In particular, I remember one guy whose parents had rejected him. His finances were in ruins. He had sores all over his body. As I entered his room, I said something like, 'How's your incarnation doing?'

We both laughed, and I shared being stuck in my own incarnation. In that moment, we were souls, witnessing our incarnations.
...
"It's a delicate balance: 
wisdom and compassion, detachment and devotion. 
Detachment is giving up how it turns out,
and devotion is surrendering into love. 
...
Compassion and love are both from the soul. If my social action is not directed by the soul, it comes from the ego.

But even if I find myself afraid, or not feeling peaceful, or less than fully loving and compassionate, I must act. 
You can't wait around to be enlightened. 
There's no way not to act when you're in a physical form."

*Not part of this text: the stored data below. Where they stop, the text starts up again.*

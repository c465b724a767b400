use clap::{Args, Parser, Subcommand};
use imgpreset::config;
use imgpreset::imaging::{SaveOptions, parse_format};
use imgpreset::ingest::{StagedCopy, Upload};
use imgpreset::preset::{RawAction, dispatch};
use imgpreset::processor::{ImageProcessor, SaveRequest, SaveTarget};
use imgpreset::storage::DEFAULT_NAMESPACE;
use imgpreset::validation::DimensionRules;
use std::path::PathBuf;
use tracing_subscriber::layer::SubscriberExt;
use tracing_subscriber::util::SubscriberInitExt;

#[derive(Parser)]
#[command(name = "imgpreset")]
#[command(about = "On-demand image presets with a sharded file cache")]
#[command(long_about = "\
On-demand image presets with a sharded file cache

Originals are stored once under a unique name; preset variants are rendered
from them on first request and served from disk afterwards.

Storage layout:

  <image_path>/
  └── <namespace>/                 # \"cache\" unless given
      ├── orig/<shard>/<name>      # uploaded original
      ├── orig/<shard>/backup_<name>  # pre-transform copy (after-upload policy)
      └── <preset>/<shard>/<name>  # rendered variant

The shard is the first byte of md5(<name>) in hex.

Run 'imgpreset gen-config' to generate a documented config file.")]
#[command(version)]
struct Cli {
    /// Config file (missing file = stock defaults)
    #[arg(long, default_value = "imgpreset.toml", global = true)]
    config: PathBuf,

    /// Debug-level logging
    #[arg(short, long, global = true)]
    verbose: bool,

    #[command(subcommand)]
    command: Command,
}

/// Namespace selection shared by most commands.
#[derive(Args, Clone)]
struct NamespaceArgs {
    /// Namespace the image belongs to
    #[arg(long, short, default_value = DEFAULT_NAMESPACE)]
    namespace: String,
}

#[derive(Subcommand)]
enum Command {
    /// Store files as new originals
    Upload {
        files: Vec<PathBuf>,
        #[command(flatten)]
        ns: NamespaceArgs,
        /// Move the files instead of copying them
        #[arg(long = "move")]
        move_files: bool,
    },
    /// Print the storage path of a variant
    Path {
        filename: String,
        preset: String,
        #[command(flatten)]
        ns: NamespaceArgs,
    },
    /// Print the public URL of a variant, generating it if forced
    Url {
        filename: String,
        preset: String,
        #[command(flatten)]
        ns: NamespaceArgs,
        /// Generate the variant if missing (overrides force_process)
        #[arg(long, conflicts_with = "no_force")]
        force: bool,
        /// Never generate, even if force_process is set
        #[arg(long)]
        no_force: bool,
    },
    /// Apply a preset to any file
    Process {
        source: PathBuf,
        preset: String,
        /// Output file; without it or --save-namespace nothing is written
        #[arg(long, short, conflicts_with = "save_namespace")]
        output: Option<PathBuf>,
        /// Save to the preset's variant path in this namespace
        #[arg(long)]
        save_namespace: Option<String>,
        /// Output format (jpg, png, webp, ...); defaults to the source format
        #[arg(long)]
        format: Option<String>,
        /// Encoding quality 1-100
        #[arg(long, value_parser = clap::value_parser!(u8).range(1..=100))]
        quality: Option<u8>,
        /// Copy the source modification time onto the output
        #[arg(long)]
        touch: bool,
    },
    /// Apply an ad-hoc JSON action list, e.g. '[{"flip":{"mode":"both"}}]'
    Apply {
        source: PathBuf,
        output: PathBuf,
        #[arg(long)]
        actions: String,
    },
    /// Delete an original and its variants
    Delete {
        filename: String,
        #[command(flatten)]
        ns: NamespaceArgs,
        /// Only these presets ("orig" = original + backup); default all
        #[arg(long = "preset")]
        presets: Vec<String>,
    },
    /// Render every missing variant of a namespace
    Warm {
        #[command(flatten)]
        ns: NamespaceArgs,
        /// Only these presets; default all
        #[arg(long = "preset")]
        presets: Vec<String>,
    },
    /// Check an image against dimension limits
    Check {
        file: PathBuf,
        #[arg(long)]
        min_width: Option<u32>,
        #[arg(long)]
        min_height: Option<u32>,
        #[arg(long)]
        max_width: Option<u32>,
        #[arg(long)]
        max_height: Option<u32>,
    },
    /// Print a stock config file with all options documented
    GenConfig,
}

fn main() -> Result<(), Box<dyn std::error::Error>> {
    let cli = Cli::parse();
    init_logging(cli.verbose);

    if let Command::GenConfig = cli.command {
        print!("{}", config::stock_config_toml());
        return Ok(());
    }

    let config = config::load_config(&cli.config)?;
    init_thread_pool(&config.processing);
    let processor = ImageProcessor::new(&config)?;

    match cli.command {
        Command::Upload {
            files,
            ns,
            move_files,
        } => {
            let uploads = files
                .into_iter()
                .map(|file| {
                    if move_files {
                        Upload::Path(file)
                    } else {
                        Upload::Staged(Box::new(StagedCopy::new(file)))
                    }
                })
                .collect();
            for record in processor.upload_many(uploads, &ns.namespace)? {
                println!("{}\t{}", record.filename, record.path.display());
            }
        }
        Command::Path {
            filename,
            preset,
            ns,
        } => {
            println!(
                "{}",
                processor
                    .image_path(&filename, &preset, &ns.namespace)
                    .display()
            );
        }
        Command::Url {
            filename,
            preset,
            ns,
            force,
            no_force,
        } => {
            let force = match (force, no_force) {
                (true, _) => Some(true),
                (_, true) => Some(false),
                _ => None,
            };
            println!(
                "{}",
                processor.image_url(&filename, &preset, &ns.namespace, force)?
            );
        }
        Command::Process {
            source,
            preset,
            output,
            save_namespace,
            format,
            quality,
            touch,
        } => {
            let target = match (output, save_namespace) {
                (Some(path), _) => Some(SaveTarget::Path(path)),
                (None, Some(namespace)) => Some(SaveTarget::Namespace(namespace)),
                (None, None) => None,
            };
            let format = format.as_deref().map(parse_format).transpose()?;
            let request = target.map(|target| SaveRequest {
                target,
                format,
                quality,
                touch,
            });
            let engine = processor.process(&source, &preset, request.as_ref())?;
            let dims = engine.dimensions()?;
            println!("{} → {}x{}", source.display(), dims.width, dims.height);
        }
        Command::Apply {
            source,
            output,
            actions,
        } => {
            let actions = RawAction::list_from_json(&actions)?;
            let mut engine = processor.engine();
            engine.load(&source)?;
            dispatch(engine.as_mut(), &actions)?;
            engine.save(&output, &SaveOptions::default())?;
            let dims = engine.dimensions()?;
            println!("{} → {}x{}", output.display(), dims.width, dims.height);
        }
        Command::Delete {
            filename,
            ns,
            presets,
        } => {
            let selected: Vec<&str> = presets.iter().map(String::as_str).collect();
            let scope = (!selected.is_empty()).then_some(selected.as_slice());
            if !processor.delete(&filename, &ns.namespace, scope) {
                return Err("nothing to delete: invalid filename or namespace".into());
            }
        }
        Command::Warm { ns, presets } => {
            let stats = processor.warm(&ns.namespace, &presets)?;
            println!("Warm: {}", stats);
        }
        Command::Check {
            file,
            min_width,
            min_height,
            max_width,
            max_height,
        } => {
            let rules = DimensionRules {
                min_width,
                min_height,
                max_width,
                max_height,
            };
            let name = file
                .file_name()
                .map(|n| n.to_string_lossy().into_owned())
                .unwrap_or_default();
            match rules.check(processor.engine().as_mut(), &file, &name) {
                Some(violation) => {
                    println!("{violation}");
                    std::process::exit(1);
                }
                None => println!("==> {} is valid", file.display()),
            }
        }
        Command::GenConfig => {}
    }

    Ok(())
}

/// Initialize the tracing subscriber; `RUST_LOG` wins over `--verbose`.
fn init_logging(verbose: bool) {
    let default_filter = if verbose {
        "imgpreset=debug"
    } else {
        "imgpreset=info"
    };

    tracing_subscriber::registry()
        .with(
            tracing_subscriber::EnvFilter::try_from_default_env()
                .unwrap_or_else(|_| default_filter.into()),
        )
        .with(tracing_subscriber::fmt::layer().with_writer(std::io::stderr))
        .init();
}

/// Initialize the rayon thread pool based on processing config.
///
/// Caps at the number of available CPU cores. The user can constrain down, not up.
fn init_thread_pool(processing: &config::ProcessingConfig) {
    let threads = config::effective_threads(processing);
    rayon::ThreadPoolBuilder::new()
        .num_threads(threads)
        .build_global()
        .ok();
}
/// Parallel processing settings.
#[derive(Debug, Clone, Default, Serialize, Deserialize)]
#[serde(default, deny_unknown_fields)]
pub struct ProcessingConfig {
    /// Maximum number of parallel image processing workers.
    /// When absent or null, defaults to the number of CPU cores.
    /// Values larger than the core count are clamped down.
    pub max_processes: Option<usize>,
}

/// Resolve the effective thread count from config.
///
/// - `None` → use all available cores
/// - `Some(n)` → use `min(n, cores)` (user can constrain down, not up)
pub fn effective_threads(config: &ProcessingConfig) -> usize {
    let cores = std::thread::available_parallelism()
        .map(|n| n.get())
        .unwrap_or(1);
    config.max_processes.map(|n| n.min(cores)).unwrap_or(cores)
}

/// Post-upload transform policy.
#[derive(Debug, Clone, Serialize, Deserialize)]
#[serde(deny_unknown_fields)]
pub struct AfterUploadConfig {
    /// When absent, the actions run on every upload.
    #[serde(default)]
    pub condition: Option<SizeCondition>,
    pub actions: Vec<RawAction>,
}

impl AfterUploadConfig {
    pub fn compile(&self) -> Result<Vec<Action>, ConfigError> {
        Preset::compile("after_upload_process", &self.actions)
            .map(|preset| preset.actions)
            .map_err(|source| ConfigError::Preset {
                preset: "after_upload_process".into(),
                source,
            })
    }
}

/// Size thresholds; exceeding either one triggers the policy.
#[derive(Debug, Clone, Copy, Default, PartialEq, Eq, Serialize, Deserialize)]
#[serde(default, deny_unknown_fields)]
pub struct SizeCondition {
    #[serde(alias = "maxWidth")]
    pub max_width: Option<u32>,
    #[serde(alias = "maxHeight")]
    pub max_height: Option<u32>,
}

impl SizeCondition {
    pub fn is_exceeded_by(&self, dims: Dimensions) -> bool {
        self.max_width.is_some_and(|max| dims.width > max)
            || self.max_height.is_some_and(|max| dims.height > max)
    }
}

/// Load and validate a config file.
///
/// A missing file yields the stock defaults.
pub fn load_config(path: &Path) -> Result<ProcessorConfig, ConfigError> {
    if !path.exists() {
        return Ok(ProcessorConfig::default());
    }
    let content = fs::read_to_string(path)?;
    let config: ProcessorConfig = toml::from_str(&content)?;
    config.validate()?;
    Ok(config)
}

(It's Election Day today, and there's always that point to be made: 
NOT voting is voting.)
________________

So, I've calmed down about church. I woke up sad after resigning, as it were, and I thought, Well, I could go back if I want.

But I see that more than the theological differences (cross, no cross),  it was the psychology/spirituality behind their Land Acknowledgement that I could not stomach.
 
I've seen various forms of these, and the simplest is best--a tip of the hat to a complicated History. Like this one, from the U here:

"The University is built within the traditional homelands of the Dakota people." 

Fine. Good. That invites curiosity. 'What happened?'

But the church's acknowledgement went on and on (three back-and-forths between caller and congregation), specifically naming us and our ancestors,
 "we forced them from the land... our ancestors broke treaties," etc.

It is dialing up Fear & Ego... and to what end?
It's pointless, if not acted upon.
And it isn't even true, doesn't apply, for instance, to my Japanese neighbor I met at church. What in the world is she suppose to make of this mea culpa, and of being expected to enter into it?

I guess she could substitute "My ancestors bombed your country"???? 
Here's the thing: I expect everyone at church would find that barbaric, to ask her to say that, but they think it's Good to recite a chant of guilt themselves.

I think that only provides a perverse Self-satisfaction that comes from Self-laceration. Maybe that's from the church's Puritan roots!

If the church does anything about its sense of guilt, if it takes action, I haven't seen signs of it. 
They published a church calendar for the upcoming Thanksgiving season, and I didn't see anything about reparations, or education, or anything (best of all, in my eyes)--anything playful either--like... I don't know,
 a trip to the newly redesigned Native American Indian Center (NAIC) and its Two-Rivers Art Gallery (website)?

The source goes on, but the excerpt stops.